Which we need to transform into

    store i32 10, i32* @x
    %.0 = load i32, i32* @x
    %.1 = add i32 %.0, 1
    store i32 %.1, i32* @x
    %.2 = mul i32 23, 45
    %.3 = load i32, i32* @x
    %.4 = add i32 %.2, %.3
    call i32 (i32) @_print_int(i32 %.4)
    ret i32 0

The key parts here are the register names %.0 and that we have turned something like

PUSH 23
PUSH 45
MUL

into

%.2 = mul i32 23, 45

So how does the haskell work?

convertInstructions :: B.INSTRUCTION -> LLVMConverter (Maybe LLVMOperation)

Within the monad we are given an INSTRUCTION like “PUSH 10” Well this needs to go into our stack within the state monad. So we just push onto the stack but we don’t need to return a LLVM operation so the code for converting an interpreter instruction into an LLVM operation is:

convertInstructions :: B.INSTRUCTION -> LLVMConverter (Maybe LLVMOperation)
convertInstructions (B.PUSH i) = push (InputI i) >> return Nothing

Or push the number onto our stack of instructions and return nothing

Then when we get to a MUL instruction we already have the two numbers on our stack of instructions so we need to “pop” those off, get a new register to assign our result to and then return the operation. Getting a new register looks like this:

-- | gets a new register to store values and increments the counter for the next call
getRegister :: LLVMConverter IResult
getRegister = do
  LLVMState {..} <- get
  put $ LLVMState (succ _registerValue) _stack
  return _registerValue

So we get the current state of our register value, get it’s successor with succ and update the value in the state. And converting an binary operation is just

convertBin :: B.INSTRUCTION -> LLVMConverter (Maybe LLVMOperation)
convertBin op = do
  right <- pop
  left <- pop
  register <- getRegister
  push (InputR register)
  return $ Just (BinOp (convertBinOp op) register left right)

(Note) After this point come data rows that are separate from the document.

// Background data lifecycle: retention sweep, compression sweep, VACUUM.
// One task per policy, independent of the write path.
// VACUUM runs on a configurable schedule (cron expression or fixed interval).

use std::str::FromStr;
use std::sync::Arc;
use std::time::Duration;

use tracing::{info, instrument, warn};

use crate::config::MaintenanceConfig;
use crate::metrics_store::MetricsStore;

pub struct MaintenanceHandles {
    pub retention: tokio::task::JoinHandle<()>,
    pub compression: tokio::task::JoinHandle<()>,
}

/// Spawns the retention and compression sweeps. The vacuum scheduler feeds
/// the retention task so VACUUM runs on the same connection cadence as the
/// deletes it reclaims.
pub fn spawn(store: Arc<MetricsStore>, config: MaintenanceConfig) -> MaintenanceHandles {
    let compression_interval = config.compression_sweep_interval_secs;
    let retention = tokio::spawn(run_retention(store.clone(), config));
    let compression = tokio::spawn(run_compression(store, compression_interval));
    MaintenanceHandles {
        retention,
        compression,
    }
}

#[instrument(skip(store, config), fields(interval_secs = config.retention_sweep_interval_secs))]
async fn run_retention(store: Arc<MetricsStore>, config: MaintenanceConfig) {
    let mut sweep =
        tokio::time::interval(Duration::from_secs(config.retention_sweep_interval_secs));
    sweep.set_missed_tick_behavior(tokio::time::MissedTickBehavior::Skip);

    let (vacuum_tx, mut vacuum_rx) = tokio::sync::mpsc::channel::<()>(1);
    tokio::spawn(vacuum_scheduler(config, vacuum_tx));

    loop {
        tokio::select! {
            _ = sweep.tick() => {
                match store.prune_expired().await {
                    Ok(stats) if stats.raw_rows + stats.segments + stats.buckets > 0 => {
                        info!(
                            raw_rows = stats.raw_rows,
                            segments = stats.segments,
                            buckets = stats.buckets,
                            "retention sweep"
                        );
                    }
                    Ok(_) => {}
                    Err(e) => warn!(error = %e, "retention sweep failed"),
                }
            }
            _ = vacuum_rx.recv() => {
                if let Err(e) = store.vacuum().await {
                    warn!(error = %e, "vacuum failed");
                } else {
                    info!("vacuum complete");
                }
            }
        }
    }
}

#[instrument(skip(store), fields(interval_secs = sweep_interval_secs))]
async fn run_compression(store: Arc<MetricsStore>, sweep_interval_secs: u64) {
    let mut sweep = tokio::time::interval(Duration::from_secs(sweep_interval_secs));
    sweep.set_missed_tick_behavior(tokio::time::MissedTickBehavior::Skip);
    loop {
        sweep.tick().await;
        match store.compress_aged().await {
            Ok(0) => {}
            Ok(segments) => info!(segments, "compression sweep packed aged windows"),
            Err(e) => warn!(error = %e, "compression sweep failed"),
        }
    }
}

/// Sends a message on `tx` at each VACUUM time (cron or fixed interval). Uses local time for cron.
async fn vacuum_scheduler(config: MaintenanceConfig, tx: tokio::sync::mpsc::Sender<()>) {
    if let Some(ref cron_str) = config.vacuum_schedule {
        let Ok(schedule) = cron::Schedule::from_str(cron_str) else {
            warn!(cron = %cron_str, "invalid vacuum_schedule; VACUUM will not run");
            return;
        };
        loop {
            let now = chrono::Local::now();
            let next = schedule.after(&now).next();
            if let Some(next) = next {
                let delay = (next - now).to_std().unwrap_or(Duration::from_secs(1));
                tokio::time::sleep(delay).await;
                if tx.send(()).await.is_err() {
                    break;
                }
            } else {
                tokio::time::sleep(Duration::from_secs(3600)).await;
            }
        }
    } else {
        let interval = Duration::from_secs(config.vacuum_interval_secs);
        loop {
            tokio::time::sleep(interval).await;
            if tx.send(()).await.is_err() {
                break;
            }
        }
    }
}
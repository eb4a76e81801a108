use serde::Deserialize;

#[derive(Debug, Clone, Deserialize)]
pub struct AppConfig {
    pub server: ServerConfig,
    pub database: DatabaseConfig,
    pub sampling: SamplingConfig,
    pub publishing: PublishingConfig,
    #[serde(default)]
    pub maintenance: MaintenanceConfig,
}

#[derive(Debug, Clone, Deserialize)]
pub struct ServerConfig {
    pub port: u16,
    pub host: String,
}

#[derive(Debug, Clone, Deserialize)]
pub struct DatabaseConfig {
    pub path: String,
    pub max_pool_size: u32,
    /// Rows, segments, and buckets older than this are deleted by the retention sweep.
    #[serde(default = "default_retention_days")]
    pub retention_days: u32,
    /// Raw rows older than this are packed into compressed hour segments.
    #[serde(default = "default_compress_after_hours")]
    pub compress_after_hours: u32,
}

fn default_retention_days() -> u32 {
    30
}

fn default_compress_after_hours() -> u32 {
    1
}

#[derive(Debug, Clone, Deserialize)]
pub struct SamplingConfig {
    pub sample_interval_ms: u64,
    /// How often to log app stats (ws clients, rows written/dropped) at INFO level.
    pub stats_log_interval_secs: u64,
}

#[derive(Debug, Clone, Deserialize)]
pub struct PublishingConfig {
    /// Max number of snapshots kept in the broadcast channel for /ws/metrics (slow clients may lag).
    pub broadcast_capacity: usize,
}

#[derive(Debug, Clone, Deserialize)]
pub struct MaintenanceConfig {
    #[serde(default = "default_retention_sweep_interval_secs")]
    pub retention_sweep_interval_secs: u64,
    #[serde(default = "default_compression_sweep_interval_secs")]
    pub compression_sweep_interval_secs: u64,
    /// Optional cron expression for VACUUM (e.g. "0 0 3 * * *" = 03:00 daily). Uses local time.
    #[serde(default)]
    pub vacuum_schedule: Option<String>,
    /// Run VACUUM every N seconds when vacuum_schedule is not set.
    #[serde(default = "default_vacuum_interval_secs")]
    pub vacuum_interval_secs: u64,
}

impl Default for MaintenanceConfig {
    fn default() -> Self {
        Self {
            retention_sweep_interval_secs: default_retention_sweep_interval_secs(),
            compression_sweep_interval_secs: default_compression_sweep_interval_secs(),
            vacuum_schedule: None,
            vacuum_interval_secs: default_vacuum_interval_secs(),
        }
    }
}

fn default_retention_sweep_interval_secs() -> u64 {
    3_600
}

fn default_compression_sweep_interval_secs() -> u64 {
    900
}

fn default_vacuum_interval_secs() -> u64 {
    86_400
}

impl AppConfig {
    pub fn load() -> anyhow::Result<Self> {
        let path = std::env::var("CONFIG_FILE").unwrap_or_else(|_| "config.toml".into());
        let s = std::fs::read_to_string(&path)?;
        Self::load_from_str(&s)
    }

    /// Parse and validate config from a string (e.g. for tests).
    pub fn load_from_str(s: &str) -> anyhow::Result<Self> {
        let config: AppConfig = toml::from_str(s)?;
        config.validate()?;
        Ok(config)
    }

    fn validate(&self) -> anyhow::Result<()> {
        anyhow::ensure!(
            self.server.port > 0,
            "server.port must be between 1 and 65535, got {}",
            self.server.port
        );
        anyhow::ensure!(
            !self.database.path.is_empty(),
            "database.path must be non-empty"
        );
        anyhow::ensure!(
            self.database.max_pool_size > 0,
            "database.max_pool_size must be > 0, got {}",
            self.database.max_pool_size
        );
        anyhow::ensure!(
            self.database.retention_days > 0,
            "database.retention_days must be > 0, got {}",
            self.database.retention_days
        );
        anyhow::ensure!(
            self.database.compress_after_hours > 0,
            "database.compress_after_hours must be > 0, got {}",
            self.database.compress_after_hours
        );
        anyhow::ensure!(
            u64::from(self.database.retention_days) * 24 > u64::from(self.database.compress_after_hours),
            "database.retention_days ({} days) must exceed database.compress_after_hours ({} hours)",
            self.database.retention_days,
            self.database.compress_after_hours
        );
        anyhow::ensure!(
            self.sampling.sample_interval_ms > 0,
            "sampling.sample_interval_ms must be > 0, got {}",
            self.sampling.sample_interval_ms
        );
        anyhow::ensure!(
            self.sampling.stats_log_interval_secs > 0,
            "sampling.stats_log_interval_secs must be > 0, got {}",
            self.sampling.stats_log_interval_secs
        );
        anyhow::ensure!(
            self.publishing.broadcast_capacity > 0,
            "publishing.broadcast_capacity must be > 0, got {}",
            self.publishing.broadcast_capacity
        );
        anyhow::ensure!(
            self.maintenance.retention_sweep_interval_secs > 0,
            "maintenance.retention_sweep_interval_secs must be > 0, got {}",
            self.maintenance.retention_sweep_interval_secs
        );
        anyhow::ensure!(
            self.maintenance.compression_sweep_interval_secs > 0,
            "maintenance.compression_sweep_interval_secs must be > 0, got {}",
            self.maintenance.compression_sweep_interval_secs
        );
        anyhow::ensure!(
            self.maintenance.vacuum_interval_secs > 0,
            "maintenance.vacuum_interval_secs must be > 0, got {}",
            self.maintenance.vacuum_interval_secs
        );
        if let Some(ref cron_str) = self.maintenance.vacuum_schedule {
            anyhow::ensure!(
                cron_str.parse::<cron::Schedule>().is_ok(),
                "maintenance.vacuum_schedule {:?} is not a valid cron expression (seconds field required, e.g. \"0 0 3 * * *\")",
                cron_str
            );
        }
        Ok(())
    }
}
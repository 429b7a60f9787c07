// Shared fixture: one implementation, one account delegating to it

#![allow(dead_code)]

use std::sync::Arc;

use alloy_primitives::{Address, Bytes, U256};
use alloy_sol_types::{SolCall, SolValue};

use delegate_core::abi::{Execution, IDelegatedAccount};
use delegate_core::logging::init_test_logging;
use delegate_core::test_mocks::test_address;
use delegate_core::{Call, Contract, DelegatedAccount, DispatchConfig, HostConfig, ModeCode, Receipt, World};

pub const STARTING_BALANCE: u64 = 1_000;

pub struct Fixture {
    pub world: World,
    pub implementation: Address,
    pub account: Address,
    pub sender: Address,
}

impl Fixture {
    pub fn new() -> Self {
        Self::with_config(DispatchConfig::default(), HostConfig::default())
    }

    pub fn with_config(dispatch: DispatchConfig, host: HostConfig) -> Self {
        init_test_logging();
        let implementation = test_address(0xd0);
        let account = test_address(0xac);
        let sender = test_address(0x01);

        let mut world = World::new(&host);
        world.deploy(implementation, Arc::new(DelegatedAccount::new(implementation, dispatch)));
        world.delegate(account, implementation);
        world.set_balance(account, U256::from(STARTING_BALANCE));
        world.set_balance(sender, U256::from(STARTING_BALANCE));

        Self { world, implementation, account, sender }
    }

    pub fn deploy(&mut self, address: Address, contract: Arc<dyn Contract>) -> Address {
        self.world.deploy(address, contract);
        address
    }

    /// Send `execute(mode, payload)` to `to`
    pub fn execute_at(&mut self, to: Address, mode: ModeCode, payload: Bytes) -> Receipt {
        let calldata = execute_calldata(mode, payload);
        self.world
            .transact(self.sender, to, U256::ZERO, &calldata)
            .expect("host fault")
    }

    pub fn execute(&mut self, mode: ModeCode, payload: Bytes) -> Receipt {
        self.execute_at(self.account, mode, payload)
    }

    /// Send `execute(call)` to `to`
    pub fn execute_call_at(&mut self, to: Address, call: &Call) -> Receipt {
        let calldata = execute_call_calldata(call);
        self.world
            .transact(self.sender, to, U256::ZERO, &calldata)
            .expect("host fault")
    }

    pub fn balance(&self, address: &Address) -> U256 {
        self.world.balance(address)
    }
}

pub fn execute_calldata(mode: ModeCode, payload: Bytes) -> Vec<u8> {
    IDelegatedAccount::execute_0Call { mode: mode.0, executionCalldata: payload }.abi_encode()
}

pub fn execute_call_calldata(call: &Call) -> Vec<u8> {
    IDelegatedAccount::execute_1Call { call: Execution::from(call) }.abi_encode()
}

/// Decode the `bytes[]` returned by `execute(mode, payload)`
pub fn decode_results(receipt: &Receipt) -> Vec<Bytes> {
    Vec::<Bytes>::abi_decode(&receipt.output, true).expect("bytes[] output")
}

Note that we need to keep track of the registers in the stack which is what the line push (InputR register) is doing.

I still have lots of do on this compiler and I learnt so much during the course that I would really like to just start again with the knowledge that I have now. Overall I highly recommend taking one of David’s courses.